I finally took the plunge with Ancestry.com. Now that I’m doing workshops on autobiographical and legacy writing, I decided to explore my family tree. I was confused about this for a long time because I’m adopted, but I realized I want to know about the family I grew up with, the people I remember and who shaped me. Seeing my parents and grandparents on this is kind of emotional.
My ‘origin story’ is complicated, with a birth family I’m in contact with and have some relationships with, and my adoptive family. The people I have always referred to as Mom and Dad are the couple who raised me. I was not told about my adoption until I was 17, which erased any memories I may have had from the first two years of my life. All these decades later, as people got into charting their family trees and their ancestry, I felt ambivalent to say the least: which family is my family?
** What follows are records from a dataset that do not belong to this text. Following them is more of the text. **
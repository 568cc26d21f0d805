//! Document model produced by the extractor.

use super::{Language, Polarity};
use crate::extract::polarity_of_line;
use serde::Serialize;

#[derive(Debug, Clone, PartialEq, Eq, Serialize)]
/// A loaded standards document. Immutable once extracted.
pub struct Document {
    pub path: String,
    pub title: String,
    pub sections: Vec<Section>,
}

#[derive(Debug, Clone, PartialEq, Eq, Serialize)]
/// A heading with its prose and code exemplars.
pub struct Section {
    pub heading: String,
    /// Heading level; 0 for the preamble before the first heading.
    pub level: usize,
    pub line: usize,
    pub body: String,
    pub examples: Vec<CodeExample>,
}

#[derive(Debug, Clone, PartialEq, Eq, Serialize)]
/// A fenced code block marked GOOD or BAD.
pub struct CodeExample {
    pub id: String,
    pub language: Language,
    pub polarity: Polarity,
    pub source: String,
    /// Index of the owning section in `Document::sections`.
    pub section: usize,
    /// First content line of the block in the document (1-indexed).
    pub line: usize,
    pub marker: String,
}

impl Document {
    /// Iterate all exemplars in document order. Each call starts over.
    pub fn examples(&self) -> impl Iterator<Item = &CodeExample> + '_ {
        self.sections.iter().flat_map(|s| s.examples.iter())
    }

    pub fn section_of(&self, example: &CodeExample) -> Option<&Section> {
        self.sections.get(example.section)
    }
}

impl Section {
    /// First sentence of the section prose, skipping GOOD/BAD marker lines.
    pub fn lead_sentence(&self) -> Option<&str> {
        let first_line = self
            .body
            .lines()
            .map(str::trim)
            .find(|l| !l.is_empty() && polarity_of_line(l).is_none())?;
        let end = first_line
            .find(". ")
            .map(|i| i + 1)
            .unwrap_or(first_line.len());
        let sentence = first_line[..end].trim();
        if sentence.is_empty() {
            None
        } else {
            Some(sentence)
        }
    }

    /// The GOOD exemplar paired with `bad`: the nearest GOOD one in the same
    /// section and language, preferring those that follow it.
    pub fn paired_good(&self, bad: &CodeExample) -> Option<&CodeExample> {
        let goods = self
            .examples
            .iter()
            .filter(|e| e.polarity == Polarity::Good && e.language == bad.language);
        let mut best: Option<&CodeExample> = None;
        for g in goods {
            let dist = g.line.abs_diff(bad.line);
            let after = g.line > bad.line;
            best = match best {
                None => Some(g),
                Some(b) => {
                    let bdist = b.line.abs_diff(bad.line);
                    let bafter = b.line > bad.line;
                    if (after && !bafter) || (after == bafter && dist < bdist) {
                        Some(g)
                    } else {
                        Some(b)
                    }
                }
            };
        }
        best
    }
}
//! On-disk registry cache keyed by the documents' content hash.

use crate::error::{Error, Result};
use crate::models::rule::Rule;
use crate::models::Diagnostic;
use serde::{Deserialize, Serialize};
use std::fs;
use std::path::{Path, PathBuf};

const PREFIX: &str = "registry-";

#[derive(Debug, Clone, PartialEq, Eq, Serialize, Deserialize)]
/// Serialized registry build: rules in order plus the build diagnostics.
pub struct CachedRegistry {
    pub version: String,
    pub hash: String,
    pub rules: Vec<Rule>,
    #[serde(default)]
    pub diagnostics: Vec<Diagnostic>,
}

pub fn artifact_path(dir: &Path, hash: &str) -> PathBuf {
    dir.join(format!("{}{}.json", PREFIX, hash))
}

fn is_artifact(path: &Path) -> bool {
    path.file_name()
        .and_then(|n| n.to_str())
        .is_some_and(|n| n.starts_with(PREFIX) && n.ends_with(".json"))
}

/// Load the artifact for `hash`. Missing, corrupt or mismatched artifacts
/// are a miss.
pub fn load(dir: &Path, hash: &str) -> Option<CachedRegistry> {
    let path = artifact_path(dir, hash);
    let text = match fs::read_to_string(&path) {
        Ok(t) => t,
        Err(_) => {
            log::debug!("registry cache miss: {}", path.display());
            return None;
        }
    };
    match serde_json::from_str::<CachedRegistry>(&text) {
        Ok(c) if c.hash == hash && c.version == env!("CARGO_PKG_VERSION") => {
            log::debug!("registry cache hit: {}", path.display());
            Some(c)
        }
        Ok(_) => {
            log::debug!("registry cache stale: {}", path.display());
            None
        }
        Err(e) => {
            log::warn!("ignoring corrupt registry cache {}: {}", path.display(), e);
            None
        }
    }
}

/// Write the artifact for `entry.hash` and remove artifacts for other hashes.
pub fn store(dir: &Path, entry: &CachedRegistry) -> Result<PathBuf> {
    fs::create_dir_all(dir).map_err(|e| Error::io(dir, e))?;
    let path = artifact_path(dir, &entry.hash);
    let body = serde_json::to_string_pretty(entry).map_err(|e| Error::Cache(e.to_string()))?;
    fs::write(&path, body).map_err(|e| Error::io(&path, e))?;
    prune_except(dir, Some(&path))?;
    Ok(path)
}

/// Remove every registry artifact in `dir`. Returns the number removed.
pub fn prune(dir: &Path) -> Result<usize> {
    prune_except(dir, None)
}

fn prune_except(dir: &Path, keep: Option<&Path>) -> Result<usize> {
    let entries = match fs::read_dir(dir) {
        Ok(e) => e,
        Err(e) if e.kind() == std::io::ErrorKind::NotFound => return Ok(0),
        Err(e) => return Err(Error::io(dir, e)),
    };
    let mut removed = 0;
    for entry in entries.flatten() {
        let path = entry.path();
        if !is_artifact(&path) || Some(path.as_path()) == keep {
            continue;
        }
        fs::remove_file(&path).map_err(|e| Error::io(&path, e))?;
        log::debug!("removed stale registry cache {}", path.display());
        removed += 1;
    }
    Ok(removed)
}

#[cfg(test)]
mod tests {
    use super::*;
    use crate::registry::{build_from_sources, content_hash, SourceDocument};
    use tempfile::tempdir;

    fn sources() -> Vec<SourceDocument> {
        vec![SourceDocument {
            path: "skills/SKILL.md".into(),
            text: "## Async\n\n❌ BAD\n```python\nasync def h():\n    time.sleep(1)\n```\n\n## Defaults\n\n❌ BAD\n```python\ndef f(x=[]):\n    pass\n```\n".into(),
        }]
    }

    fn entry() -> CachedRegistry {
        let src = sources();
        let outcome = build_from_sources(&src);
        CachedRegistry {
            version: env!("CARGO_PKG_VERSION").into(),
            hash: content_hash(&src),
            rules: outcome.registry.into_rules(),
            diagnostics: outcome.diagnostics,
        }
    }

    #[test]
    fn test_cache_round_trip() {
        let dir = tempdir().unwrap();
        let e = entry();
        assert_eq!(e.rules.len(), 2);
        store(dir.path(), &e).unwrap();
        let loaded = load(dir.path(), &e.hash).unwrap();
        assert_eq!(loaded, e);
    }

    #[test]
    fn test_store_removes_stale_and_corrupt_is_miss() {
        let dir = tempdir().unwrap();
        let mut old = entry();
        old.hash = "0".repeat(40);
        store(dir.path(), &old).unwrap();
        let e = entry();
        store(dir.path(), &e).unwrap();
        assert!(!artifact_path(dir.path(), &old.hash).exists());
        assert!(artifact_path(dir.path(), &e.hash).exists());

        fs::write(artifact_path(dir.path(), &e.hash), "{not json").unwrap();
        assert!(load(dir.path(), &e.hash).is_none());
    }

    #[test]
    fn test_prune() {
        let dir = tempdir().unwrap();
        store(dir.path(), &entry()).unwrap();
        fs::write(dir.path().join("keep.txt"), "x").unwrap();
        assert_eq!(prune(dir.path()).unwrap(), 1);
        assert!(dir.path().join("keep.txt").exists());
        assert_eq!(prune(&dir.path().join("missing")).unwrap(), 0);
    }
}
I finally decided, for the purpose of a family tree, that it is the family I grew up with, the parents whose lives I shared until their deaths, the grandmothers I remember from childhood. They are my heart, spirit and blood.
So … here we go. This is going to be interesting.
About Family Trees
Uncovering Your Roots: The Joy of Researching Family Trees
Researching family trees can be an exciting and enriching journey that connects us to our past, provides insight into our heritage, and fosters a deeper understanding of who we are. Whether you’re a seasoned genealogist or just starting out, the process of tracing your lineage can bring unexpected discoveries and lasting connections. For someone like me who is adopted and not able to really consider my birth family as my family tree, other then my parents and siblings, it took a long time to reconcile my feelings about this and realize that my interest in ancestry is not about blood. I am a McNease, the son of Margaret Witmer and Emmett McNease. That is my starting place. All of these suggestions are optional. I’m not a “family stories” kind of person, and there will be a lot of popular things I choose not to do.